- Given information:

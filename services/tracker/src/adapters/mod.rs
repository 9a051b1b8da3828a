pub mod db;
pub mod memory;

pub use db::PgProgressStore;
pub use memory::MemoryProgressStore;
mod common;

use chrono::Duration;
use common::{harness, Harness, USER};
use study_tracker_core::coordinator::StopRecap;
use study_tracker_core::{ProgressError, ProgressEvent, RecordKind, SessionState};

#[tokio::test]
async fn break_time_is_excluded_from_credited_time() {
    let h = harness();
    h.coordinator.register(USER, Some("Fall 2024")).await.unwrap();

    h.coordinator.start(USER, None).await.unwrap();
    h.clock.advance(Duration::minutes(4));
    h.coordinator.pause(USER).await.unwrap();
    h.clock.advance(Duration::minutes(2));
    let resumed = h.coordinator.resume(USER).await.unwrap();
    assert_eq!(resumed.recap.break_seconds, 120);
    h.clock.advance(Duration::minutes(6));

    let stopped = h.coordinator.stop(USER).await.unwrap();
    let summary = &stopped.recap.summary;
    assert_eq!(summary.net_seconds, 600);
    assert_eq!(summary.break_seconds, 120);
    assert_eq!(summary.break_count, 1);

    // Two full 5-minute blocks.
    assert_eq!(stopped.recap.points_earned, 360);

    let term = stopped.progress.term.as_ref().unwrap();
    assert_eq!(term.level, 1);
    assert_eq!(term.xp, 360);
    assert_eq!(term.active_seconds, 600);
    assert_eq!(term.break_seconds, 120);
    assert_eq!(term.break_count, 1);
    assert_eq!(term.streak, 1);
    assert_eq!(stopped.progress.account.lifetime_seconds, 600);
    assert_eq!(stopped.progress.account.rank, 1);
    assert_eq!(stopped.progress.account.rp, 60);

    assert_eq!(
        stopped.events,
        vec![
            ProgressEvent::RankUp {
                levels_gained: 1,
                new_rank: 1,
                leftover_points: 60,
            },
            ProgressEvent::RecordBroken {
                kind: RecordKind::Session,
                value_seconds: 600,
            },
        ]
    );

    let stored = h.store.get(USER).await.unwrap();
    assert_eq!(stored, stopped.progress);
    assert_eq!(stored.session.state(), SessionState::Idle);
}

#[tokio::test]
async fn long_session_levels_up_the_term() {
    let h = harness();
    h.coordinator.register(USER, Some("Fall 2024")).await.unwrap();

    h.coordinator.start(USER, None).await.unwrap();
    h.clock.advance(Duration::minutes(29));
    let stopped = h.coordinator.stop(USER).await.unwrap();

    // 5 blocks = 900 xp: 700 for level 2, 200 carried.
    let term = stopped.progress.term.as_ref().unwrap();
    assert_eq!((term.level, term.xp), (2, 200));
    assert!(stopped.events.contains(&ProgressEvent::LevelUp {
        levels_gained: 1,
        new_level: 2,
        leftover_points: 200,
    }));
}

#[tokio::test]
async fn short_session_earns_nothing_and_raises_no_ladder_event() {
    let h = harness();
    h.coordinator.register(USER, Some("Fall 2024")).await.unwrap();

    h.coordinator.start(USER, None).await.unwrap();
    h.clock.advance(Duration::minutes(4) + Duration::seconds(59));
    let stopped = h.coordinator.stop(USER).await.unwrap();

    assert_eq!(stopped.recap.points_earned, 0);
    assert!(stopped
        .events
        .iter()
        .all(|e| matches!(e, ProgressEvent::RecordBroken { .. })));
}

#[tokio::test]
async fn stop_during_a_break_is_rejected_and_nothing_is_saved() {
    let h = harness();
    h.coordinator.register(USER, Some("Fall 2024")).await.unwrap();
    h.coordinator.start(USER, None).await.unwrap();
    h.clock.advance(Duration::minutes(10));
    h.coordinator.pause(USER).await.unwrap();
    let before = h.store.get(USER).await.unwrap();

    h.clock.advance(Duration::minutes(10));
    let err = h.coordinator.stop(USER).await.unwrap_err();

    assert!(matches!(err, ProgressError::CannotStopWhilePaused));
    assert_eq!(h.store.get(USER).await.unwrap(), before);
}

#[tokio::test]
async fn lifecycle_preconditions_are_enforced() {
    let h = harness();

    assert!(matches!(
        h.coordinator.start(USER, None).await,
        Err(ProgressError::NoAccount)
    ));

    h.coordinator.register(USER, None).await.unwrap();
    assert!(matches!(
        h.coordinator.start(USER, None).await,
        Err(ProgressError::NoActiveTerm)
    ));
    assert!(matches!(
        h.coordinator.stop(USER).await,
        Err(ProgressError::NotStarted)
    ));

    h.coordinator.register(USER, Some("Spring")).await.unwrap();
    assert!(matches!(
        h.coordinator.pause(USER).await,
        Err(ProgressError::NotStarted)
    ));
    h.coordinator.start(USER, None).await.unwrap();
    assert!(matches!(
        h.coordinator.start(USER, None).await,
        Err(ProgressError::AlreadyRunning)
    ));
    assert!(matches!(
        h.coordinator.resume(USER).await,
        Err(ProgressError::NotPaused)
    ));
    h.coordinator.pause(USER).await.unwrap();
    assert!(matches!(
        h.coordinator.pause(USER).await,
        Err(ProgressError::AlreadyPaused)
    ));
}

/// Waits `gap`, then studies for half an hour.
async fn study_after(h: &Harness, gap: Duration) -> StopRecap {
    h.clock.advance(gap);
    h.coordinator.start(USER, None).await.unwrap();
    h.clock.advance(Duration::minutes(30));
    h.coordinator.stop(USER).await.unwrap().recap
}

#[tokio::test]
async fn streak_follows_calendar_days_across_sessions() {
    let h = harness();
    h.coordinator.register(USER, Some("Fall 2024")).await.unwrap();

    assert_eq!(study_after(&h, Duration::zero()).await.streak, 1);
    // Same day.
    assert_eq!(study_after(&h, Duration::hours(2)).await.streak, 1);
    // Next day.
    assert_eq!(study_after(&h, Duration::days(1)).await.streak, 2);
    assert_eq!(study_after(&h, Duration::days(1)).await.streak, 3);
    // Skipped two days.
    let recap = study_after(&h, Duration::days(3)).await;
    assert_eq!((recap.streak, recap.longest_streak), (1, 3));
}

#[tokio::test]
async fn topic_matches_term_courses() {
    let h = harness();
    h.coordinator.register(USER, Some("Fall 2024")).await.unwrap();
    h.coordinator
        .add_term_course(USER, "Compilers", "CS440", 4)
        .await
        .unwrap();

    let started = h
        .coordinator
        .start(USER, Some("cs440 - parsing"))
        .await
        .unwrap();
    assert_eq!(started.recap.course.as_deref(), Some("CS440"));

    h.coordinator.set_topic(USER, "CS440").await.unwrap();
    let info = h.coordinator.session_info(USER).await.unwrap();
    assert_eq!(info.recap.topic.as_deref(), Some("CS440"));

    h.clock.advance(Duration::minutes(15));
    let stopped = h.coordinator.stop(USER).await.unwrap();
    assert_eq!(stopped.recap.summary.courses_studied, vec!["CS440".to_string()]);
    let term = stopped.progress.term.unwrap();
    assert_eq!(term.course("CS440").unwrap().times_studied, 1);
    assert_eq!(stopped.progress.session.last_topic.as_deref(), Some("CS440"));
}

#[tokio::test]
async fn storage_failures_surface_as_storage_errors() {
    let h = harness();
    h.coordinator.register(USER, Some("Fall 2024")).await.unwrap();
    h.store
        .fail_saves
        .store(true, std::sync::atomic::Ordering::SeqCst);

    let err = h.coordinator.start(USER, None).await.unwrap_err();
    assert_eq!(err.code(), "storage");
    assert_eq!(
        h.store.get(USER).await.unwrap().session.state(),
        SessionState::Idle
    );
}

- What the task requires: Every record needs to be reproduced exactly, with none skipped.

- Expected answer:
filename services/tracker/src/adapters/mod.rs
repository 9a051b1b8da3828a
pub mod db;
pub mod memory;

pub use db::PgProgressStore;
pub use memory::MemoryProgressStore;
mod common;

use chrono::Duration;
use common::{harness, Harness, USER};
use study_tracker_core::coordinator::StopRecap;
use study_tracker_core::{ProgressError, ProgressEvent, RecordKind, SessionState};

#[tokio::test]
async fn break_time_is_excluded_from_credited_time() {
    let h = harness();
    h.coordinator.register(USER, Some("Fall 2024")).await.unwrap();

    h.coordinator.start(USER, None).await.unwrap();
    h.clock.advance(Duration::minutes(4));
    h.coordinator.pause(USER).await.unwrap();
    h.clock.advance(Duration::minutes(2));
    let resumed = h.coordinator.resume(USER).await.unwrap();
    assert_eq!(resumed.recap.break_seconds, 120);
    h.clock.advance(Duration::minutes(6));

    let stopped = h.coordinator.stop(USER).await.unwrap();
    let summary = &stopped.recap.summary;
    assert_eq!(summary.net_seconds, 600);
    assert_eq!(summary.break_seconds, 120);
    assert_eq!(summary.break_count, 1);

    // Two full 5-minute blocks.
    assert_eq!(stopped.recap.points_earned, 360);

    let term = stopped.progress.term.as_ref().unwrap();
    assert_eq!(term.level, 1);
    assert_eq!(term.xp, 360);
    assert_eq!(term.active_seconds, 600);
    assert_eq!(term.break_seconds, 120);
    assert_eq!(term.break_count, 1);
    assert_eq!(term.streak, 1);
    assert_eq!(stopped.progress.account.lifetime_seconds, 600);
    assert_eq!(stopped.progress.account.rank, 1);
    assert_eq!(stopped.progress.account.rp, 60);

    assert_eq!(
        stopped.events,
        vec![
            ProgressEvent::RankUp {
                levels_gained: 1,
                new_rank: 1,
                leftover_points: 60,
            },
            ProgressEvent::RecordBroken {
                kind: RecordKind::Session,
                value_seconds: 600,
            },
        ]
    );

    let stored = h.store.get(USER).await.unwrap();
    assert_eq!(stored, stopped.progress);
    assert_eq!(stored.session.state(), SessionState::Idle);
}

#[tokio::test]
async fn long_session_levels_up_the_term() {
    let h = harness();
    h.coordinator.register(USER, Some("Fall 2024")).await.unwrap();

    h.coordinator.start(USER, None).await.unwrap();
    h.clock.advance(Duration::minutes(29));
    let stopped = h.coordinator.stop(USER).await.unwrap();

    // 5 blocks = 900 xp: 700 for level 2, 200 carried.
    let term = stopped.progress.term.as_ref().unwrap();
    assert_eq!((term.level, term.xp), (2, 200));
    assert!(stopped.events.contains(&ProgressEvent::LevelUp {
        levels_gained: 1,
        new_level: 2,
        leftover_points: 200,
    }));
}

#[tokio::test]
async fn short_session_earns_nothing_and_raises_no_ladder_event() {
    let h = harness();
    h.coordinator.register(USER, Some("Fall 2024")).await.unwrap();

    h.coordinator.start(USER, None).await.unwrap();
    h.clock.advance(Duration::minutes(4) + Duration::seconds(59));
    let stopped = h.coordinator.stop(USER).await.unwrap();

    assert_eq!(stopped.recap.points_earned, 0);
    assert!(stopped
        .events
        .iter()
        .all(|e| matches!(e, ProgressEvent::RecordBroken { .. })));
}

#[tokio::test]
async fn stop_during_a_break_is_rejected_and_nothing_is_saved() {
    let h = harness();
    h.coordinator.register(USER, Some("Fall 2024")).await.unwrap();
    h.coordinator.start(USER, None).await.unwrap();
    h.clock.advance(Duration::minutes(10));
    h.coordinator.pause(USER).await.unwrap();
    let before = h.store.get(USER).await.unwrap();

    h.clock.advance(Duration::minutes(10));
    let err = h.coordinator.stop(USER).await.unwrap_err();

    assert!(matches!(err, ProgressError::CannotStopWhilePaused));
    assert_eq!(h.store.get(USER).await.unwrap(), before);
}

#[tokio::test]
async fn lifecycle_preconditions_are_enforced() {
    let h = harness();

    assert!(matches!(
        h.coordinator.start(USER, None).await,
        Err(ProgressError::NoAccount)
    ));

    h.coordinator.register(USER, None).await.unwrap();
    assert!(matches!(
        h.coordinator.start(USER, None).await,
        Err(ProgressError::NoActiveTerm)
    ));
    assert!(matches!(
        h.coordinator.stop(USER).await,
        Err(ProgressError::NotStarted)
    ));

    h.coordinator.register(USER, Some("Spring")).await.unwrap();
    assert!(matches!(
        h.coordinator.pause(USER).await,
        Err(ProgressError::NotStarted)
    ));
    h.coordinator.start(USER, None).await.unwrap();
    assert!(matches!(
        h.coordinator.start(USER, None).await,
        Err(ProgressError::AlreadyRunning)
    ));
    assert!(matches!(
        h.coordinator.resume(USER).await,
        Err(ProgressError::NotPaused)
    ));
    h.coordinator.pause(USER).await.unwrap();
    assert!(matches!(
        h.coordinator.pause(USER).await,
        Err(ProgressError::AlreadyPaused)
    ));
}

/// Waits `gap`, then studies for half an hour.
async fn study_after(h: &Harness, gap: Duration) -> StopRecap {
    h.clock.advance(gap);
    h.coordinator.start(USER, None).await.unwrap();
    h.clock.advance(Duration::minutes(30));
    h.coordinator.stop(USER).await.unwrap().recap
}

#[tokio::test]
async fn streak_follows_calendar_days_across_sessions() {
    let h = harness();
    h.coordinator.register(USER, Some("Fall 2024")).await.unwrap();

    assert_eq!(study_after(&h, Duration::zero()).await.streak, 1);
    // Same day.
    assert_eq!(study_after(&h, Duration::hours(2)).await.streak, 1);
    // Next day.
    assert_eq!(study_after(&h, Duration::days(1)).await.streak, 2);
    assert_eq!(study_after(&h, Duration::days(1)).await.streak, 3);
    // Skipped two days.
    let recap = study_after(&h, Duration::days(3)).await;
    assert_eq!((recap.streak, recap.longest_streak), (1, 3));
}

#[tokio::test]
async fn topic_matches_term_courses() {
    let h = harness();
    h.coordinator.register(USER, Some("Fall 2024")).await.unwrap();
    h.coordinator
        .add_term_course(USER, "Compilers", "CS440", 4)
        .await
        .unwrap();

    let started = h
        .coordinator
        .start(USER, Some("cs440 - parsing"))
        .await
        .unwrap();
    assert_eq!(started.recap.course.as_deref(), Some("CS440"));

    h.coordinator.set_topic(USER, "CS440").await.unwrap();
    let info = h.coordinator.session_info(USER).await.unwrap();
    assert_eq!(info.recap.topic.as_deref(), Some("CS440"));

    h.clock.advance(Duration::minutes(15));
    let stopped = h.coordinator.stop(USER).await.unwrap();
    assert_eq!(stopped.recap.summary.courses_studied, vec!["CS440".to_string()]);
    let term = stopped.progress.term.unwrap();
    assert_eq!(term.course("CS440").unwrap().times_studied, 1);
    assert_eq!(stopped.progress.session.last_topic.as_deref(), Some("CS440"));
}

#[tokio::test]
async fn storage_failures_surface_as_storage_errors() {
    let h = harness();
    h.coordinator.register(USER, Some("Fall 2024")).await.unwrap();
    h.store
        .fail_saves
        .store(true, std::sync::atomic::Ordering::SeqCst);

    let err = h.coordinator.start(USER, None).await.unwrap_err();
    assert_eq!(err.code(), "storage");
    assert_eq!(
        h.store.get(USER).await.unwrap().session.state(),
        SessionState::Idle
    );
}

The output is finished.